_Aim of the exercise_
Give all of the records again. Match them exactly.

_Records for this task_

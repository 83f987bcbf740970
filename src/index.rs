//! Inverted indexes from a field value to the ids of rules that could match it.
use core::hash::{BuildHasher, BuildHasherDefault};
use std::collections::hash_map::RandomState;
use std::collections::{BTreeSet, HashMap, HashSet};
use std::hash::Hash;

use seahash::SeaHasher;
use serde::{Deserialize, Serialize};
use serde_json::Value;

use crate::condition::ConditionValue;
use crate::record::Record;
use crate::rule::{ConditionsOp, Rule};
use crate::schema::Operator;

pub type OtherHasher = BuildHasherDefault<SeaHasher>;

/// Bucket of rules that cannot be pre-filtered on the indexed field.
pub const WILDCARD: &str = "*";

// ------------- Lookups -------------
#[derive(Debug, Clone)]
pub struct Lookup<K, V, H = RandomState> {
    index: HashMap<K, HashSet<V>, H>,
}
impl<K: Eq + Hash, V: Eq + Hash, H: BuildHasher + Default> Lookup<K, V, H> {
    pub fn new() -> Self {
        Self {
            index: HashMap::<K, HashSet<V>, H>::default(),
        }
    }
    pub fn insert(&mut self, key: K, value: V) {
        let set = self.index.entry(key).or_default();
        set.insert(value);
    }
    pub fn remove(&mut self, key: &K, value: &V) {
        if let Some(set) = self.index.get_mut(key) {
            set.remove(value);
            if set.is_empty() {
                self.index.remove(key);
            }
        }
    }
    pub fn lookup(&self, key: &K) -> Option<&HashSet<V>> {
        self.index.get(key)
    }
    pub fn len(&self) -> usize {
        self.index.len()
    }
    pub fn is_empty(&self) -> bool {
        self.index.is_empty()
    }
}
impl<K: Eq + Hash, V: Eq + Hash, H: BuildHasher + Default> Default for Lookup<K, V, H> {
    fn default() -> Self {
        Self::new()
    }
}

// ------------- RuleIndex -------------
#[derive(Debug, Clone, Copy, PartialEq, Eq, Serialize, Deserialize)]
#[serde(rename_all = "kebab-case")]
pub enum Bucketing {
    Exact,
    FirstChar,
}

#[derive(Debug, Clone)]
pub struct RuleIndex {
    field: String,
    bucketing: Bucketing,
    buckets: Lookup<String, String, OtherHasher>,
}

impl RuleIndex {
    pub fn new(field: &str, bucketing: Bucketing) -> Self {
        Self {
            field: field.to_string(),
            bucketing,
            buckets: Lookup::new(),
        }
    }
    pub fn field(&self) -> &str {
        &self.field
    }
    pub fn bucketing(&self) -> Bucketing {
        self.bucketing
    }
    /// Bucket key of a value; `None` for anything but a non-empty string.
    pub fn key(&self, value: &str) -> Option<String> {
        if value.is_empty() {
            return None;
        }
        match self.bucketing {
            Bucketing::Exact => Some(value.to_lowercase()),
            Bucketing::FirstChar => value.chars().next().map(|c| c.to_lowercase().collect()),
        }
    }
    fn key_or_wildcard(&self, value: Option<&str>) -> String {
        value
            .and_then(|v| self.key(v))
            .unwrap_or_else(|| WILDCARD.to_string())
    }

    /// Buckets a rule belongs in, judged by its first condition on the field.
    pub fn keys_for(&self, rule: &Rule) -> Vec<String> {
        // any other condition of an `or` rule can match regardless of this field
        if rule.conditions_op() == ConditionsOp::Or && rule.conditions().len() > 1 {
            return vec![WILDCARD.to_string()];
        }
        let Some(condition) = rule.conditions_for_field(&self.field).next() else {
            return vec![WILDCARD.to_string()];
        };
        match (condition.op(), condition.value()) {
            (Operator::Is | Operator::IsNot, ConditionValue::Text(value)) => {
                vec![self.key_or_wildcard(value.as_deref())]
            }
            (Operator::OneOf | Operator::NotOneOf, ConditionValue::Set(values))
                if !values.is_empty() =>
            {
                let keys: BTreeSet<String> = values
                    .iter()
                    .map(|v| self.key_or_wildcard(Some(v)))
                    .collect();
                keys.into_iter().collect()
            }
            _ => vec![WILDCARD.to_string()],
        }
    }
    pub fn add(&mut self, rule: &Rule) {
        for key in self.keys_for(rule) {
            self.buckets.insert(key, rule.id().to_string());
        }
    }
    pub fn remove(&mut self, rule: &Rule) {
        let id = rule.id().to_string();
        for key in self.keys_for(rule) {
            self.buckets.remove(&key, &id);
        }
    }
    /// Ids of every rule that could match `record`: the bucket for the
    /// record's value together with the wildcard bucket.
    pub fn candidates(&self, record: &Record) -> BTreeSet<&str> {
        let mut ids = BTreeSet::new();
        let key = record
            .get(&self.field)
            .and_then(Value::as_str)
            .and_then(|v| self.key(v));
        if let Some(bucket) = key.and_then(|k| self.buckets.lookup(&k)) {
            ids.extend(bucket.iter().map(String::as_str));
        }
        if let Some(bucket) = self.buckets.lookup(&WILDCARD.to_string()) {
            ids.extend(bucket.iter().map(String::as_str));
        }
        ids
    }
    pub fn bucket_count(&self) -> usize {
        self.buckets.len()
    }
}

_Response_
repository 83f987bcbf740970
filename src/index.rs
//! Inverted indexes from a field value to the ids of rules that could match it.
use core::hash::{BuildHasher, BuildHasherDefault};
use std::collections::hash_map::RandomState;
use std::collections::{BTreeSet, HashMap, HashSet};
use std::hash::Hash;

use seahash::SeaHasher;
use serde::{Deserialize, Serialize};
use serde_json::Value;

use crate::condition::ConditionValue;
use crate::record::Record;
use crate::rule::{ConditionsOp, Rule};
use crate::schema::Operator;

pub type OtherHasher = BuildHasherDefault<SeaHasher>;

/// Bucket of rules that cannot be pre-filtered on the indexed field.
pub const WILDCARD: &str = "*";

// ------------- Lookups -------------
#[derive(Debug, Clone)]
pub struct Lookup<K, V, H = RandomState> {
    index: HashMap<K, HashSet<V>, H>,
}
impl<K: Eq + Hash, V: Eq + Hash, H: BuildHasher + Default> Lookup<K, V, H> {
    pub fn new() -> Self {
        Self {
            index: HashMap::<K, HashSet<V>, H>::default(),
        }
    }
    pub fn insert(&mut self, key: K, value: V) {
        let set = self.index.entry(key).or_default();
        set.insert(value);
    }
    pub fn remove(&mut self, key: &K, value: &V) {
        if let Some(set) = self.index.get_mut(key) {
            set.remove(value);
            if set.is_empty() {
                self.index.remove(key);
            }
        }
    }
    pub fn lookup(&self, key: &K) -> Option<&HashSet<V>> {
        self.index.get(key)
    }
    pub fn len(&self) -> usize {
        self.index.len()
    }
    pub fn is_empty(&self) -> bool {
        self.index.is_empty()
    }
}
impl<K: Eq + Hash, V: Eq + Hash, H: BuildHasher + Default> Default for Lookup<K, V, H> {
    fn default() -> Self {
        Self::new()
    }
}

// ------------- RuleIndex -------------
#[derive(Debug, Clone, Copy, PartialEq, Eq, Serialize, Deserialize)]
#[serde(rename_all = "kebab-case")]
pub enum Bucketing {
    Exact,
    FirstChar,
}

#[derive(Debug, Clone)]
pub struct RuleIndex {
    field: String,
    bucketing: Bucketing,
    buckets: Lookup<String, String, OtherHasher>,
}

impl RuleIndex {
    pub fn new(field: &str, bucketing: Bucketing) -> Self {
        Self {
            field: field.to_string(),
            bucketing,
            buckets: Lookup::new(),
        }
    }
    pub fn field(&self) -> &str {
        &self.field
    }
    pub fn bucketing(&self) -> Bucketing {
        self.bucketing
    }
    /// Bucket key of a value; `None` for anything but a non-empty string.
    pub fn key(&self, value: &str) -> Option<String> {
        if value.is_empty() {
            return None;
        }
        match self.bucketing {
            Bucketing::Exact => Some(value.to_lowercase()),
            Bucketing::FirstChar => value.chars().next().map(|c| c.to_lowercase().collect()),
        }
    }
    fn key_or_wildcard(&self, value: Option<&str>) -> String {
        value
            .and_then(|v| self.key(v))
            .unwrap_or_else(|| WILDCARD.to_string())
    }

    /// Buckets a rule belongs in, judged by its first condition on the field.
    pub fn keys_for(&self, rule: &Rule) -> Vec<String> {
        // any other condition of an `or` rule can match regardless of this field
        if rule.conditions_op() == ConditionsOp::Or && rule.conditions().len() > 1 {
            return vec![WILDCARD.to_string()];
        }
        let Some(condition) = rule.conditions_for_field(&self.field).next() else {
            return vec![WILDCARD.to_string()];
        };
        match (condition.op(), condition.value()) {
            (Operator::Is | Operator::IsNot, ConditionValue::Text(value)) => {
                vec![self.key_or_wildcard(value.as_deref())]
            }
            (Operator::OneOf | Operator::NotOneOf, ConditionValue::Set(values))
                if !values.is_empty() =>
            {
                let keys: BTreeSet<String> = values
                    .iter()
                    .map(|v| self.key_or_wildcard(Some(v)))
                    .collect();
                keys.into_iter().collect()
            }
            _ => vec![WILDCARD.to_string()],
        }
    }
    pub fn add(&mut self, rule: &Rule) {
        for key in self.keys_for(rule) {
            self.buckets.insert(key, rule.id().to_string());
        }
    }
    pub fn remove(&mut self, rule: &Rule) {
        let id = rule.id().to_string();
        for key in self.keys_for(rule) {
            self.buckets.remove(&key, &id);
        }
    }
    /// Ids of every rule that could match `record`: the bucket for the
    /// record's value together with the wildcard bucket.
    pub fn candidates(&self, record: &Record) -> BTreeSet<&str> {
        let mut ids = BTreeSet::new();
        let key = record
            .get(&self.field)
            .and_then(Value::as_str)
            .and_then(|v| self.key(v));
        if let Some(bucket) = key.and_then(|k| self.buckets.lookup(&k)) {
            ids.extend(bucket.iter().map(String::as_str));
        }
        if let Some(bucket) = self.buckets.lookup(&WILDCARD.to_string()) {
            ids.extend(bucket.iter().map(String::as_str));
        }
        ids
    }
    pub fn bucket_count(&self) -> usize {
        self.buckets.len()
    }
}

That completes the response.